Source data:
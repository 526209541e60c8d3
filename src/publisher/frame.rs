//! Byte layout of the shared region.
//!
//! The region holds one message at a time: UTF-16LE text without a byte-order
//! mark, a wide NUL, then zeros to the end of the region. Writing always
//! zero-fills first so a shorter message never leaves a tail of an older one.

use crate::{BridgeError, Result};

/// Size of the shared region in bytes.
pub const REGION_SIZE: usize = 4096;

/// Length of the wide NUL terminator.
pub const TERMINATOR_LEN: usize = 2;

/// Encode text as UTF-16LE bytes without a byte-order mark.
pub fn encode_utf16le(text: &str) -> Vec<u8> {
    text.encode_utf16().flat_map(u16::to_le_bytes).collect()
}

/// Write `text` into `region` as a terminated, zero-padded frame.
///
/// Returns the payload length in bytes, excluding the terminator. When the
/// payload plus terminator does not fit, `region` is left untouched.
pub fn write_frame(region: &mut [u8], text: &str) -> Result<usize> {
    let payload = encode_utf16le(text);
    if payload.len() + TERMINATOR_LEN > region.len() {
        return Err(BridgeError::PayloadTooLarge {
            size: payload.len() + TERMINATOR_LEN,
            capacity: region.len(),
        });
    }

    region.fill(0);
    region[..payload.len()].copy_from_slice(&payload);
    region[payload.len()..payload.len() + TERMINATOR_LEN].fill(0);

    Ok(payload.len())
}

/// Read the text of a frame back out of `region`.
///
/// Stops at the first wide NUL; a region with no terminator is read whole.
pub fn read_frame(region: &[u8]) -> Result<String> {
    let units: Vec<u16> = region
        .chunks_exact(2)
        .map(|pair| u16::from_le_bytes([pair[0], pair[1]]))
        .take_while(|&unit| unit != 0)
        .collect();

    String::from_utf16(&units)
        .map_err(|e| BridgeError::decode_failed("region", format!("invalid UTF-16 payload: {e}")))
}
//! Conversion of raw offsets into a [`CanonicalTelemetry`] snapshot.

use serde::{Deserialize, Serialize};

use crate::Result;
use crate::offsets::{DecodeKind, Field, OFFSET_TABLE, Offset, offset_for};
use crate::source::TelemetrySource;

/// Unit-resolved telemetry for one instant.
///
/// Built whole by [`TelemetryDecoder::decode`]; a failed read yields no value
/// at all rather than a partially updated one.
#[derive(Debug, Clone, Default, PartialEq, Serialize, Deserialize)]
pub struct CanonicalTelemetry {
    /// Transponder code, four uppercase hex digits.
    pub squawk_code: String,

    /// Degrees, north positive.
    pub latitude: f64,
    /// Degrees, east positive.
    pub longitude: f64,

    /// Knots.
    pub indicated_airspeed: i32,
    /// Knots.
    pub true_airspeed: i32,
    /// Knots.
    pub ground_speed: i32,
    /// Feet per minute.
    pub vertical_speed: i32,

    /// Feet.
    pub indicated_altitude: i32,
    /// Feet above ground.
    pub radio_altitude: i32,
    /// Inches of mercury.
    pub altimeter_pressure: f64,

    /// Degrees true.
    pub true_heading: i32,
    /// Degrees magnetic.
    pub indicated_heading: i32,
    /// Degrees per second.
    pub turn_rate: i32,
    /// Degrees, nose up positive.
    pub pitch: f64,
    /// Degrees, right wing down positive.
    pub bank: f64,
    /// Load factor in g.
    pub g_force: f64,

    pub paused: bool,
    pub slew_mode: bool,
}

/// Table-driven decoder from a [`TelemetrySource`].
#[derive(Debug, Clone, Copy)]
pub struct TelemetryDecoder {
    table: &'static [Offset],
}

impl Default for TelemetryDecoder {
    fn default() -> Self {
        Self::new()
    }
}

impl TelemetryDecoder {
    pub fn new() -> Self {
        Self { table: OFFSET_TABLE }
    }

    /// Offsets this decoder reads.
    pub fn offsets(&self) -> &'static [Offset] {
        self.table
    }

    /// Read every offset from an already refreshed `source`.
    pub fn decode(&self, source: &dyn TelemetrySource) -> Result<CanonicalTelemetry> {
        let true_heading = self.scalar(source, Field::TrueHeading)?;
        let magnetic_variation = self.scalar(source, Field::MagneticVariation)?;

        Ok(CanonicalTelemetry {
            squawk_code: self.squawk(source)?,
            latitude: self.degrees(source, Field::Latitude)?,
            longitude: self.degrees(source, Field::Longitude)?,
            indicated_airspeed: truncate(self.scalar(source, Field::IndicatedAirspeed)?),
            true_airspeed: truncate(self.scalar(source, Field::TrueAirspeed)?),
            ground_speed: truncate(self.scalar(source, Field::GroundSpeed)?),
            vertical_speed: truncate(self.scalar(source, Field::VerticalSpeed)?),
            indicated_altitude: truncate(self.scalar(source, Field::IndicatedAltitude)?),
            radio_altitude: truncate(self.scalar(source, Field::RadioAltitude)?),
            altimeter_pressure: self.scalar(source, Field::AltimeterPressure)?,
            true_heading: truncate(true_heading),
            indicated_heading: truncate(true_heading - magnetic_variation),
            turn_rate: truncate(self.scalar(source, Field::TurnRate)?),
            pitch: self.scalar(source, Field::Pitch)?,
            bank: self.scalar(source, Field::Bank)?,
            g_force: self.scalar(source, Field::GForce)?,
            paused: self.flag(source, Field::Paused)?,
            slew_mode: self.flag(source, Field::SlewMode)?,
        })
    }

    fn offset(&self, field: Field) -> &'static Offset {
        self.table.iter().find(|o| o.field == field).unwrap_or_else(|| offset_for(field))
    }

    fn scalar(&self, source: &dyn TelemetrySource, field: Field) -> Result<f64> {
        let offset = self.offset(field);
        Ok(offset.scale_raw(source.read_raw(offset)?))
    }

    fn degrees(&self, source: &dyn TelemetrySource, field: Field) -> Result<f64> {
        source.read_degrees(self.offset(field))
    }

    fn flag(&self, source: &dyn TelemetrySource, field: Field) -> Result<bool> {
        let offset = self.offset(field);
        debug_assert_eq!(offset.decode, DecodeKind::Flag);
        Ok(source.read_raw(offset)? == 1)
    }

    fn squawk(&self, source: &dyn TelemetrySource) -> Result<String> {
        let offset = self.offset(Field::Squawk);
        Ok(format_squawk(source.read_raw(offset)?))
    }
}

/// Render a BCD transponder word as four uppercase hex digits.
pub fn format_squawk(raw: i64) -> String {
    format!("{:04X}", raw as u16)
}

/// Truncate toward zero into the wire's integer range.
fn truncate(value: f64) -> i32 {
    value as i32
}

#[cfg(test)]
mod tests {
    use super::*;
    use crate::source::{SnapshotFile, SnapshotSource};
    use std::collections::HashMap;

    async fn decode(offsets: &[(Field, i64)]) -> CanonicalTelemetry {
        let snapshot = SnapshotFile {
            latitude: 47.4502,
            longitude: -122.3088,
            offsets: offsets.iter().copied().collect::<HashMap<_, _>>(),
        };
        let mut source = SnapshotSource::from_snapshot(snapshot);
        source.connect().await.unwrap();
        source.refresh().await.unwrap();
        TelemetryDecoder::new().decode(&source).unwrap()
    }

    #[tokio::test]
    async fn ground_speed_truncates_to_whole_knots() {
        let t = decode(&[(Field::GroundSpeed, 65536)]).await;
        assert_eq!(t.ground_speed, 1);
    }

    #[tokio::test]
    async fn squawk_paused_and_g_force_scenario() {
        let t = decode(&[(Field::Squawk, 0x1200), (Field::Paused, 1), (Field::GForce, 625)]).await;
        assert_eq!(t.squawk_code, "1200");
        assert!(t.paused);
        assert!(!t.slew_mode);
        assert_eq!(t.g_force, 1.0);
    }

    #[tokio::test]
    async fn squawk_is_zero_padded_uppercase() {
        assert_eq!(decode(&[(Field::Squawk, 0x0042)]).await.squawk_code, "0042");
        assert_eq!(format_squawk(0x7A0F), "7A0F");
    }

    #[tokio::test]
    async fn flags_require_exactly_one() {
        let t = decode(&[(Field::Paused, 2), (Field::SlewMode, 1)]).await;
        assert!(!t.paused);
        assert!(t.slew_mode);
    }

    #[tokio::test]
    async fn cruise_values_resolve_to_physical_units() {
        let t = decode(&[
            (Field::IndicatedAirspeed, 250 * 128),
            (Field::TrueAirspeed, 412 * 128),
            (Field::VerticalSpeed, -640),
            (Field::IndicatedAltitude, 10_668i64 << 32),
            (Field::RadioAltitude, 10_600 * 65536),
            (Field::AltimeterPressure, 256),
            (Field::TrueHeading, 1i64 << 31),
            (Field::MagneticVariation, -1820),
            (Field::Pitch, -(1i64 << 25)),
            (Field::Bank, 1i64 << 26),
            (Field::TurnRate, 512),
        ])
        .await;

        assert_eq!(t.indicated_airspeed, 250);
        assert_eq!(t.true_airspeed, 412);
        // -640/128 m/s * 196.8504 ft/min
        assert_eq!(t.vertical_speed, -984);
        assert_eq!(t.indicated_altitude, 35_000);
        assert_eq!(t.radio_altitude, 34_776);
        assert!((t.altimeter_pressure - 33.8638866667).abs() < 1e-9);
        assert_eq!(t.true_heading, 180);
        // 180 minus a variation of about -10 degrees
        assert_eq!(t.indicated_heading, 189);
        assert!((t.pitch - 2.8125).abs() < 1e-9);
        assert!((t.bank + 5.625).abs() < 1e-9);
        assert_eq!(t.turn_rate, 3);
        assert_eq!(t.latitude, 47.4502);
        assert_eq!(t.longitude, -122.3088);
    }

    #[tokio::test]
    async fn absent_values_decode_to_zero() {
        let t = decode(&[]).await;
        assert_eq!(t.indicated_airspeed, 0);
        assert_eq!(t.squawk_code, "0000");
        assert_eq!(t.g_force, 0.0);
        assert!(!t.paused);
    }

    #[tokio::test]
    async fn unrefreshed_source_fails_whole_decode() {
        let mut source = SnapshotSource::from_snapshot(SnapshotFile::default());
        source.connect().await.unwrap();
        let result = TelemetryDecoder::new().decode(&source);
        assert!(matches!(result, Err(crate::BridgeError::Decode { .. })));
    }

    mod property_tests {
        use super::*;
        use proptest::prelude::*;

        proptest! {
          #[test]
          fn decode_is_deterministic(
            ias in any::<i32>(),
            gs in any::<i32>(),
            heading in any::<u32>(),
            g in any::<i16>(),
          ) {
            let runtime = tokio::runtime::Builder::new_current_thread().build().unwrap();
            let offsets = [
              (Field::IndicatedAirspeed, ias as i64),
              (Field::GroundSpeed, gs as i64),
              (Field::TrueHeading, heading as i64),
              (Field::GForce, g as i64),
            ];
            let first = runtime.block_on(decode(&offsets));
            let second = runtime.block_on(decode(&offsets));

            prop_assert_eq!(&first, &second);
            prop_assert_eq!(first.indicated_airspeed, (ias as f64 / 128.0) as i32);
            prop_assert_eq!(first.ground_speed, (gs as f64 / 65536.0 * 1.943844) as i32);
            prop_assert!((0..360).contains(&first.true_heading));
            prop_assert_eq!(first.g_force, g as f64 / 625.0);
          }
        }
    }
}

What is being asked: Among the entries above, find the line with "let true_heading = self.scalar(source, Field::TrueHeading)?;" and the line with "fn degrees(&self, source: &dyn"; give again exactly these two lines and all lines between them.

Finished task:
        let true_heading = self.scalar(source, Field::TrueHeading)?;
        let magnetic_variation = self.scalar(source, Field::MagneticVariation)?;

        Ok(CanonicalTelemetry {
            squawk_code: self.squawk(source)?,
            latitude: self.degrees(source, Field::Latitude)?,
            longitude: self.degrees(source, Field::Longitude)?,
            indicated_airspeed: truncate(self.scalar(source, Field::IndicatedAirspeed)?),
            true_airspeed: truncate(self.scalar(source, Field::TrueAirspeed)?),
            ground_speed: truncate(self.scalar(source, Field::GroundSpeed)?),
            vertical_speed: truncate(self.scalar(source, Field::VerticalSpeed)?),
            indicated_altitude: truncate(self.scalar(source, Field::IndicatedAltitude)?),
            radio_altitude: truncate(self.scalar(source, Field::RadioAltitude)?),
            altimeter_pressure: self.scalar(source, Field::AltimeterPressure)?,
            true_heading: truncate(true_heading),
            indicated_heading: truncate(true_heading - magnetic_variation),
            turn_rate: truncate(self.scalar(source, Field::TurnRate)?),
            pitch: self.scalar(source, Field::Pitch)?,
            bank: self.scalar(source, Field::Bank)?,
            g_force: self.scalar(source, Field::GForce)?,
            paused: self.flag(source, Field::Paused)?,
            slew_mode: self.flag(source, Field::SlewMode)?,
        })
    }

    fn offset(&self, field: Field) -> &'static Offset {
        self.table.iter().find(|o| o.field == field).unwrap_or_else(|| offset_for(field))
    }

    fn scalar(&self, source: &dyn TelemetrySource, field: Field) -> Result<f64> {
        let offset = self.offset(field);
        Ok(offset.scale_raw(source.read_raw(offset)?))
    }

    fn degrees(&self, source: &dyn TelemetrySource, field: Field) -> Result<f64> {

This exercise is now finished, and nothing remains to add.